Work item: Scan the data below and pick out the lines containing the word "insert".

═══ Available records ═══

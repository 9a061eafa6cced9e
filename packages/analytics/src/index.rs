//! Single-pass grouping of incident records.
//!
//! [`RecordIndex::build`] parses every record once, applies the field
//! fallback policy, interns city and crime-type labels, and groups record
//! positions by city, hour, crime type, and (city, hour). Every downstream
//! component reads these groupings instead of rescanning raw records.

use std::collections::{BTreeMap, HashMap};
use std::convert::Infallible;

use chrono::{NaiveDate, NaiveDateTime};
use crime_insight_incident_models::{
    DEFAULT_HOUR, FieldDefect, Gender, IncidentRecord, REQUIRED_FIELD_COUNT, parsing,
};

use crate::risk::percentile;

/// Label used when a record's city or crime type is blank.
pub const UNKNOWN_LABEL: &str = "Unknown";

/// Records processed between progress callbacks in
/// [`RecordIndex::build_with_progress`].
pub const INDEX_PROGRESS_CHUNK: usize = 10_000;

/// Interned city identifier, valid for the index that produced it.
#[derive(Debug, Clone, Copy, PartialEq, Eq, PartialOrd, Ord, Hash)]
pub struct CityId(usize);

/// Interned crime-type identifier, valid for the index that produced it.
#[derive(Debug, Clone, Copy, PartialEq, Eq, PartialOrd, Ord, Hash)]
pub struct CrimeTypeId(usize);

/// A record after parsing and fallback resolution.
#[derive(Debug, Clone, PartialEq, Eq)]
pub struct IndexedIncident {
    /// City the incident belongs to.
    pub city: CityId,
    /// Crime type of the incident.
    pub crime_type: CrimeTypeId,
    /// Hour of occurrence, [`DEFAULT_HOUR`] when unparsable.
    pub hour: u8,
    /// Date of occurrence.
    pub date: Option<NaiveDate>,
    /// Date and time of occurrence.
    pub occurred_at: Option<NaiveDateTime>,
    /// Victim age.
    pub victim_age: Option<u8>,
    /// Victim gender.
    pub victim_gender: Gender,
    /// Whether a weapon was recorded.
    pub weapon: bool,
    /// Whether the crime type is violent.
    pub violent: bool,
    /// Whether the case is closed.
    pub closed: bool,
    /// Number of well-formed required fields.
    pub quality: u32,
}

#[derive(Default)]
struct Interner {
    names: Vec<String>,
    lookup: HashMap<String, usize>,
}

impl Interner {
    fn intern(&mut self, raw: &str) -> usize {
        let name = raw.trim();
        let name = if name.is_empty() { UNKNOWN_LABEL } else { name };
        if let Some(&id) = self.lookup.get(name) {
            return id;
        }
        let id = self.names.len();
        self.names.push(name.to_string());
        self.lookup.insert(name.to_string(), id);
        id
    }

    fn sorted(&self) -> Vec<&str> {
        let mut names: Vec<&str> = self.names.iter().map(String::as_str).collect();
        names.sort_unstable();
        names
    }
}

/// Groupings and cached aggregates over one incident set.
///
/// Built once per analysis run and discarded when the input changes. The
/// city, hour, crime-type, and cell groupings each partition the same set
/// of record positions.
pub struct RecordIndex {
    incidents: Vec<IndexedIncident>,
    cities: Interner,
    crime_types: Interner,
    by_city: Vec<Vec<usize>>,
    by_hour: [Vec<usize>; 24],
    by_crime_type: Vec<Vec<usize>>,
    by_cell: HashMap<(CityId, u8), Vec<usize>>,
    city_quality: Vec<u64>,
    defects: u64,
    cell_p25: f64,
    cell_p75: f64,
}

impl RecordIndex {
    /// Builds the index in a single pass. Never fails: malformed fields
    /// fall back to defaults and lower the data-quality score.
    #[must_use]
    pub fn build(records: &[IncidentRecord]) -> Self {
        let Ok(index) = Self::build_with_progress(records, |_, _| Ok::<(), Infallible>(()));
        index
    }

    /// Builds the index, calling `on_chunk(processed, total)` every
    /// [`INDEX_PROGRESS_CHUNK`] records and once at the end.
    ///
    /// The callback is the build's only yield point; returning an error
    /// aborts the build.
    ///
    /// # Errors
    ///
    /// Returns the first error produced by `on_chunk`.
    pub fn build_with_progress<E>(
        records: &[IncidentRecord],
        mut on_chunk: impl FnMut(usize, usize) -> Result<(), E>,
    ) -> Result<Self, E> {
        let mut index = Self {
            incidents: Vec::with_capacity(records.len()),
            cities: Interner::default(),
            crime_types: Interner::default(),
            by_city: Vec::new(),
            by_hour: std::array::from_fn(|_| Vec::new()),
            by_crime_type: Vec::new(),
            by_cell: HashMap::new(),
            city_quality: Vec::new(),
            defects: 0,
            cell_p25: 0.0,
            cell_p75: 0.0,
        };

        for (pos, record) in records.iter().enumerate() {
            if pos > 0 && pos % INDEX_PROGRESS_CHUNK == 0 {
                on_chunk(pos, records.len())?;
            }
            index.insert(pos, record);
        }

        let mut cells: Vec<f64> = index
            .by_cell
            .values()
            .map(|positions| count_f64(positions.len()))
            .collect();
        cells.sort_by(f64::total_cmp);
        index.cell_p25 = percentile(&cells, 0.25);
        index.cell_p75 = percentile(&cells, 0.75);

        if index.defects > 0 {
            log::debug!(
                "Indexed {} records with {} field defect(s)",
                index.incidents.len(),
                index.defects
            );
        }

        on_chunk(records.len(), records.len())?;
        Ok(index)
    }

    fn insert(&mut self, pos: usize, record: &IncidentRecord) {
        let mut defects = 0u32;
        let mut note = |defect: &FieldDefect| {
            log::trace!("Record {}: {defect}", record.report_number);
            defects += 1;
        };

        let hour = parsing::parse_hour(&record.time_occurred)
            .inspect_err(&mut note)
            .unwrap_or(DEFAULT_HOUR);
        let date = parsing::parse_date(&record.date_occurred)
            .inspect_err(&mut note)
            .ok();
        let victim_age = parsing::parse_age(&record.victim_age)
            .inspect_err(&mut note)
            .ok();
        let victim_gender = parsing::parse_gender(&record.victim_gender)
            .inspect_err(&mut note)
            .unwrap_or(Gender::Unknown);
        if record.crime_type.trim().is_empty() {
            note(&FieldDefect::MissingValue);
        }
        let occurred_at = parsing::parse_occurrence(&record.date_occurred, &record.time_occurred).ok();

        let city = CityId(self.cities.intern(&record.city));
        let crime_type = CrimeTypeId(self.crime_types.intern(&record.crime_type));
        if city.0 == self.by_city.len() {
            self.by_city.push(Vec::new());
            self.city_quality.push(0);
        }
        if crime_type.0 == self.by_crime_type.len() {
            self.by_crime_type.push(Vec::new());
        }

        let quality = REQUIRED_FIELD_COUNT.saturating_sub(defects);
        self.defects += u64::from(defects);
        self.city_quality[city.0] += u64::from(quality);

        self.by_city[city.0].push(pos);
        self.by_hour[usize::from(hour)].push(pos);
        self.by_crime_type[crime_type.0].push(pos);
        self.by_cell.entry((city, hour)).or_default().push(pos);

        self.incidents.push(IndexedIncident {
            city,
            crime_type,
            hour,
            date,
            occurred_at,
            victim_age,
            victim_gender,
            weapon: record.involves_weapon(),
            violent: record.is_violent(),
            closed: record.case_closed,
            quality,
        });
    }

    /// Total number of records.
    #[must_use]
    pub fn total(&self) -> u64 {
        self.incidents.len() as u64
    }

    /// Returns `true` if the index holds no records.
    #[must_use]
    pub fn is_empty(&self) -> bool {
        self.incidents.is_empty()
    }

    /// All indexed incidents in input order.
    #[must_use]
    pub fn incidents(&self) -> &[IndexedIncident] {
        &self.incidents
    }

    /// Total number of field defects encountered.
    #[must_use]
    pub const fn defect_count(&self) -> u64 {
        self.defects
    }

    /// Number of distinct cities.
    #[must_use]
    pub fn city_count(&self) -> usize {
        self.by_city.len()
    }

    /// City names, sorted.
    #[must_use]
    pub fn city_names(&self) -> Vec<&str> {
        self.cities.sorted()
    }

    /// Crime-type labels, sorted.
    #[must_use]
    pub fn crime_type_names(&self) -> Vec<&str> {
        self.crime_types.sorted()
    }

    /// Looks up a city by its trimmed name.
    #[must_use]
    pub fn city_id(&self, name: &str) -> Option<CityId> {
        self.cities.lookup.get(name.trim()).copied().map(CityId)
    }

    /// Looks up a crime type by its trimmed label.
    #[must_use]
    pub fn crime_type_id(&self, name: &str) -> Option<CrimeTypeId> {
        self.crime_types.lookup.get(name.trim()).copied().map(CrimeTypeId)
    }

    /// Name of an interned city. Empty for an id from another index.
    #[must_use]
    pub fn city_name(&self, id: CityId) -> &str {
        self.cities.names.get(id.0).map_or("", String::as_str)
    }

    /// Label of an interned crime type. Empty for an id from another index.
    #[must_use]
    pub fn crime_type_name(&self, id: CrimeTypeId) -> &str {
        self.crime_types.names.get(id.0).map_or("", String::as_str)
    }

    fn city_positions(&self, city: CityId) -> &[usize] {
        self.by_city.get(city.0).map_or(&[][..], Vec::as_slice)
    }

    fn resolve<'a>(&'a self, positions: &'a [usize]) -> impl Iterator<Item = &'a IndexedIncident> + 'a {
        positions.iter().map(|&pos| &self.incidents[pos])
    }

    /// Incidents in `city`.
    pub fn city_incidents(&self, city: CityId) -> impl Iterator<Item = &IndexedIncident> {
        self.resolve(self.city_positions(city))
    }

    /// Number of incidents in `city`.
    #[must_use]
    pub fn city_total(&self, city: CityId) -> u64 {
        self.city_positions(city).len() as u64
    }

    /// Incidents during `hour` across all cities.
    pub fn hour_incidents(&self, hour: u8) -> impl Iterator<Item = &IndexedIncident> {
        let positions = self.by_hour.get(usize::from(hour)).map_or(&[][..], Vec::as_slice);
        self.resolve(positions)
    }

    /// Number of incidents during `hour` across all cities.
    #[must_use]
    pub fn hour_count(&self, hour: u8) -> u64 {
        self.by_hour.get(usize::from(hour)).map_or(0, |v| v.len() as u64)
    }

    /// Incident counts for every hour of the day.
    #[must_use]
    pub fn hour_counts(&self) -> [u64; 24] {
        std::array::from_fn(|hour| self.by_hour[hour].len() as u64)
    }

    /// Incidents with crime type `crime_type`.
    pub fn crime_type_incidents(
        &self,
        crime_type: CrimeTypeId,
    ) -> impl Iterator<Item = &IndexedIncident> {
        let positions = self.by_crime_type.get(crime_type.0).map_or(&[][..], Vec::as_slice);
        self.resolve(positions)
    }

    /// Incidents in `city` during `hour`.
    pub fn cell_incidents(&self, city: CityId, hour: u8) -> impl Iterator<Item = &IndexedIncident> {
        let positions = self.by_cell.get(&(city, hour)).map_or(&[][..], Vec::as_slice);
        self.resolve(positions)
    }

    /// Number of incidents in `city` during `hour`.
    #[must_use]
    pub fn cell_count(&self, city: CityId, hour: u8) -> u64 {
        self.by_cell.get(&(city, hour)).map_or(0, |v| v.len() as u64)
    }

    /// 25th and 75th percentiles of all non-empty (city, hour) cell counts.
    #[must_use]
    pub const fn cell_percentiles(&self) -> (f64, f64) {
        (self.cell_p25, self.cell_p75)
    }

    /// Fraction of required fields that are well-formed across `city`.
    #[must_use]
    pub fn city_data_quality(&self, city: CityId) -> f64 {
        let records = self.city_positions(city).len() as u64;
        quality_fraction(self.city_quality.get(city.0).copied().unwrap_or(0), records)
    }

    /// Fraction of required fields that are well-formed across all records.
    #[must_use]
    pub fn data_quality(&self) -> f64 {
        quality_fraction(self.city_quality.iter().sum(), self.total())
    }

    /// Record totals of the city, hour, crime-type, and cell groupings.
    #[must_use]
    pub fn grouping_totals(&self) -> [u64; 4] {
        let len = |positions: &Vec<usize>| positions.len() as u64;
        [
            self.by_city.iter().map(len).sum(),
            self.by_hour.iter().map(len).sum(),
            self.by_crime_type.iter().map(len).sum(),
            self.by_cell.values().map(len).sum(),
        ]
    }
}

fn quality_fraction(well_formed: u64, records: u64) -> f64 {
    if records == 0 {
        return 0.0;
    }
    ratio(well_formed, records * u64::from(REQUIRED_FIELD_COUNT))
}

/// `numerator / denominator` as `f64`, zero when the denominator is zero.
#[must_use]
#[allow(clippy::cast_precision_loss)]
pub fn ratio(numerator: u64, denominator: u64) -> f64 {
    if denominator == 0 {
        0.0
    } else {
        numerator as f64 / denominator as f64
    }
}

#[allow(clippy::cast_precision_loss)]
const fn count_f64(n: usize) -> f64 {
    n as f64
}

/// Returns the key with the highest count; ties go to the smallest key.
pub(crate) fn mode<K: Ord + Copy>(counts: &BTreeMap<K, u64>) -> Option<K> {
    let mut best: Option<(K, u64)> = None;
    for (&key, &count) in counts {
        if best.is_none_or(|(_, top)| count > top) {
            best = Some((key, count));
        }
    }
    best.map(|(key, _)| key)
}

/// Most frequent crime-type label among `incidents`; ties go to the
/// lexicographically smallest label.
pub(crate) fn modal_crime_type<'a>(
    index: &'a RecordIndex,
    incidents: impl Iterator<Item = &'a IndexedIncident>,
) -> Option<&'a str> {
    let mut counts: BTreeMap<&str, u64> = BTreeMap::new();
    for incident in incidents {
        *counts.entry(index.crime_type_name(incident.crime_type)).or_default() += 1;
    }
    mode(&counts)
}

═══

Written answer:
        self.lookup.insert(name.to_string(), id);
            index.insert(pos, record);
    fn insert(&mut self, pos: usize, record: &IncidentRecord) {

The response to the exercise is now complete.